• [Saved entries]
########################################
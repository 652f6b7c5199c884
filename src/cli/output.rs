//! Output formatting for CLI commands.

use std::fmt::{self, Write as _};

use serde::{Deserialize, Serialize};

use crate::cli::args::{NarrativeArgs, OutputFormat};
use crate::error::Result;
use crate::report::AnalysisReport;

/// Result structure for the process command.
#[derive(Debug, Serialize, Deserialize)]
pub struct ProcessResult {
    pub stages: Vec<String>,
    pub processed_text: String,
}

/// Plain-text rendering of a command result.
pub trait HumanOutput {
    fn render_human(&self, verbosity: u8) -> std::result::Result<String, fmt::Error>;
}

impl HumanOutput for ProcessResult {
    fn render_human(&self, verbosity: u8) -> std::result::Result<String, fmt::Error> {
        let mut out = String::new();
        if verbosity > 1 {
            writeln!(out, "Stages: {}", self.stages.join(" -> "))?;
        }
        writeln!(out, "{}", self.processed_text)?;
        Ok(out)
    }
}

impl HumanOutput for AnalysisReport {
    fn render_human(&self, verbosity: u8) -> std::result::Result<String, fmt::Error> {
        let mut out = String::new();

        writeln!(out, "Statistics:")?;
        writeln!(out, "  Characters: {}", self.stats.char_count)?;
        writeln!(out, "  Words:      {}", self.stats.word_count)?;
        writeln!(out, "  Lines:      {}", self.stats.line_count)?;
        writeln!(out, "  Sentences:  {}", self.stats.sentence_count)?;
        writeln!(out)?;

        writeln!(out, "Sentiment: {} ({:.3})", self.sentiment.label, self.sentiment.polarity)?;
        if verbosity > 1 {
            writeln!(out, "  Subjectivity: {:.3}", self.sentiment.subjectivity)?;
        }
        writeln!(out)?;

        writeln!(out, "Topics:")?;
        if self.topics.is_empty() {
            writeln!(out, "  (none)")?;
        }
        for topic in &self.topics {
            writeln!(out, "  {}: {}", topic.label, topic.terms)?;
        }
        writeln!(out)?;

        writeln!(out, "Keywords:")?;
        for keyword in &self.keywords {
            writeln!(out, "  {:<20} {}", keyword.token, keyword.count)?;
        }
        writeln!(out)?;

        writeln!(out, "Summary:")?;
        writeln!(out, "  {}", self.summary)?;

        if verbosity > 1 {
            writeln!(out)?;
            writeln!(out, "Processed text:")?;
            writeln!(out, "  {}", self.processed_text)?;
        }
        Ok(out)
    }
}

/// Output a command result in the requested format.
pub fn output_result<T: Serialize + HumanOutput>(
    message: &str,
    result: &T,
    args: &NarrativeArgs,
) -> Result<()> {
    match args.output_format {
        OutputFormat::Human => output_human(message, result, args),
        OutputFormat::Json => output_json(result, args),
    }
}

/// Output in human-readable format.
fn output_human<T: HumanOutput>(message: &str, result: &T, args: &NarrativeArgs) -> Result<()> {
    if args.verbosity() > 1 {
        println!("{message}");
        println!();
    }
    print!("{}", result.render_human(args.verbosity())?);
    Ok(())
}

/// Output in JSON format.
fn output_json<T: Serialize>(result: &T, args: &NarrativeArgs) -> Result<()> {
    println!("{}", to_json(result, args.pretty)?);
    Ok(())
}

/// Serialize a result, optionally pretty-printed.
pub fn to_json<T: Serialize>(result: &T, pretty: bool) -> Result<String> {
    let json = if pretty {
        serde_json::to_string_pretty(result)?
    } else {
        serde_json::to_string(result)?
    };
    Ok(json)
}

#[cfg(test)]
mod tests {
    use super::*;
    use crate::config::AnalysisConfig;
    use crate::report::DocumentAnalyzer;

    fn report() -> AnalysisReport {
        DocumentAnalyzer::new(AnalysisConfig::default())
            .unwrap()
            .analyze("Great tools make great work. Bad tools do not.")
            .unwrap()
    }

    #[test]
    fn test_render_report() {
        let rendered = report().render_human(1).unwrap();
        assert!(rendered.contains("Sentiment: Positive"));
        assert!(rendered.contains("Topic 1:"));
        assert!(rendered.contains("Summary:"));
        assert!(!rendered.contains("Processed text:"));
        assert!(report().render_human(2).unwrap().contains("Processed text:"));
    }

    #[test]
    fn test_render_process_result() {
        let result = ProcessResult {
            stages: vec!["whitespace".to_string()],
            processed_text: "hello world".to_string(),
        };
        assert_eq!(result.render_human(1).unwrap(), "hello world\n");
        assert!(result.render_human(2).unwrap().starts_with("Stages: whitespace"));
    }

    #[test]
    fn test_to_json() {
        let result = ProcessResult {
            stages: Vec::new(),
            processed_text: "x".to_string(),
        };
        assert_eq!(
            to_json(&result, false).unwrap(),
            r#"{"stages":[],"processed_text":"x"}"#
        );
        assert!(to_json(&result, true).unwrap().contains('\n'));
    }
}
########################################
• [The task]
Repeat the data exactly as it was given above.

• [Exercise output]
repository 652f6b7c5199c884
filename src/cli/output.rs
//! Output formatting for CLI commands.

use std::fmt::{self, Write as _};

use serde::{Deserialize, Serialize};

use crate::cli::args::{NarrativeArgs, OutputFormat};
use crate::error::Result;
use crate::report::AnalysisReport;

/// Result structure for the process command.
#[derive(Debug, Serialize, Deserialize)]
pub struct ProcessResult {
    pub stages: Vec<String>,
    pub processed_text: String,
}

/// Plain-text rendering of a command result.
pub trait HumanOutput {
    fn render_human(&self, verbosity: u8) -> std::result::Result<String, fmt::Error>;
}

impl HumanOutput for ProcessResult {
    fn render_human(&self, verbosity: u8) -> std::result::Result<String, fmt::Error> {
        let mut out = String::new();
        if verbosity > 1 {
            writeln!(out, "Stages: {}", self.stages.join(" -> "))?;
        }
        writeln!(out, "{}", self.processed_text)?;
        Ok(out)
    }
}

impl HumanOutput for AnalysisReport {
    fn render_human(&self, verbosity: u8) -> std::result::Result<String, fmt::Error> {
        let mut out = String::new();

        writeln!(out, "Statistics:")?;
        writeln!(out, "  Characters: {}", self.stats.char_count)?;
        writeln!(out, "  Words:      {}", self.stats.word_count)?;
        writeln!(out, "  Lines:      {}", self.stats.line_count)?;
        writeln!(out, "  Sentences:  {}", self.stats.sentence_count)?;
        writeln!(out)?;

        writeln!(out, "Sentiment: {} ({:.3})", self.sentiment.label, self.sentiment.polarity)?;
        if verbosity > 1 {
            writeln!(out, "  Subjectivity: {:.3}", self.sentiment.subjectivity)?;
        }
        writeln!(out)?;

        writeln!(out, "Topics:")?;
        if self.topics.is_empty() {
            writeln!(out, "  (none)")?;
        }
        for topic in &self.topics {
            writeln!(out, "  {}: {}", topic.label, topic.terms)?;
        }
        writeln!(out)?;

        writeln!(out, "Keywords:")?;
        for keyword in &self.keywords {
            writeln!(out, "  {:<20} {}", keyword.token, keyword.count)?;
        }
        writeln!(out)?;

        writeln!(out, "Summary:")?;
        writeln!(out, "  {}", self.summary)?;

        if verbosity > 1 {
            writeln!(out)?;
            writeln!(out, "Processed text:")?;
            writeln!(out, "  {}", self.processed_text)?;
        }
        Ok(out)
    }
}

/// Output a command result in the requested format.
pub fn output_result<T: Serialize + HumanOutput>(
    message: &str,
    result: &T,
    args: &NarrativeArgs,
) -> Result<()> {
    match args.output_format {
        OutputFormat::Human => output_human(message, result, args),
        OutputFormat::Json => output_json(result, args),
    }
}

/// Output in human-readable format.
fn output_human<T: HumanOutput>(message: &str, result: &T, args: &NarrativeArgs) -> Result<()> {
    if args.verbosity() > 1 {
        println!("{message}");
        println!();
    }
    print!("{}", result.render_human(args.verbosity())?);
    Ok(())
}

/// Output in JSON format.
fn output_json<T: Serialize>(result: &T, args: &NarrativeArgs) -> Result<()> {
    println!("{}", to_json(result, args.pretty)?);
    Ok(())
}

/// Serialize a result, optionally pretty-printed.
pub fn to_json<T: Serialize>(result: &T, pretty: bool) -> Result<String> {
    let json = if pretty {
        serde_json::to_string_pretty(result)?
    } else {
        serde_json::to_string(result)?
    };
    Ok(json)
}

#[cfg(test)]
mod tests {
    use super::*;
    use crate::config::AnalysisConfig;
    use crate::report::DocumentAnalyzer;

    fn report() -> AnalysisReport {
        DocumentAnalyzer::new(AnalysisConfig::default())
            .unwrap()
            .analyze("Great tools make great work. Bad tools do not.")
            .unwrap()
    }

    #[test]
    fn test_render_report() {
        let rendered = report().render_human(1).unwrap();
        assert!(rendered.contains("Sentiment: Positive"));
        assert!(rendered.contains("Topic 1:"));
        assert!(rendered.contains("Summary:"));
        assert!(!rendered.contains("Processed text:"));
        assert!(report().render_human(2).unwrap().contains("Processed text:"));
    }

    #[test]
    fn test_render_process_result() {
        let result = ProcessResult {
            stages: vec!["whitespace".to_string()],
            processed_text: "hello world".to_string(),
        };
        assert_eq!(result.render_human(1).unwrap(), "hello world\n");
        assert!(result.render_human(2).unwrap().starts_with("Stages: whitespace"));
    }

    #[test]
    fn test_to_json() {
        let result = ProcessResult {
            stages: Vec::new(),
            processed_text: "x".to_string(),
        };
        assert_eq!(
            to_json(&result, false).unwrap(),
            r#"{"stages":[],"processed_text":"x"}"#
        );
        assert!(to_json(&result, true).unwrap().contains('\n'));
    }
}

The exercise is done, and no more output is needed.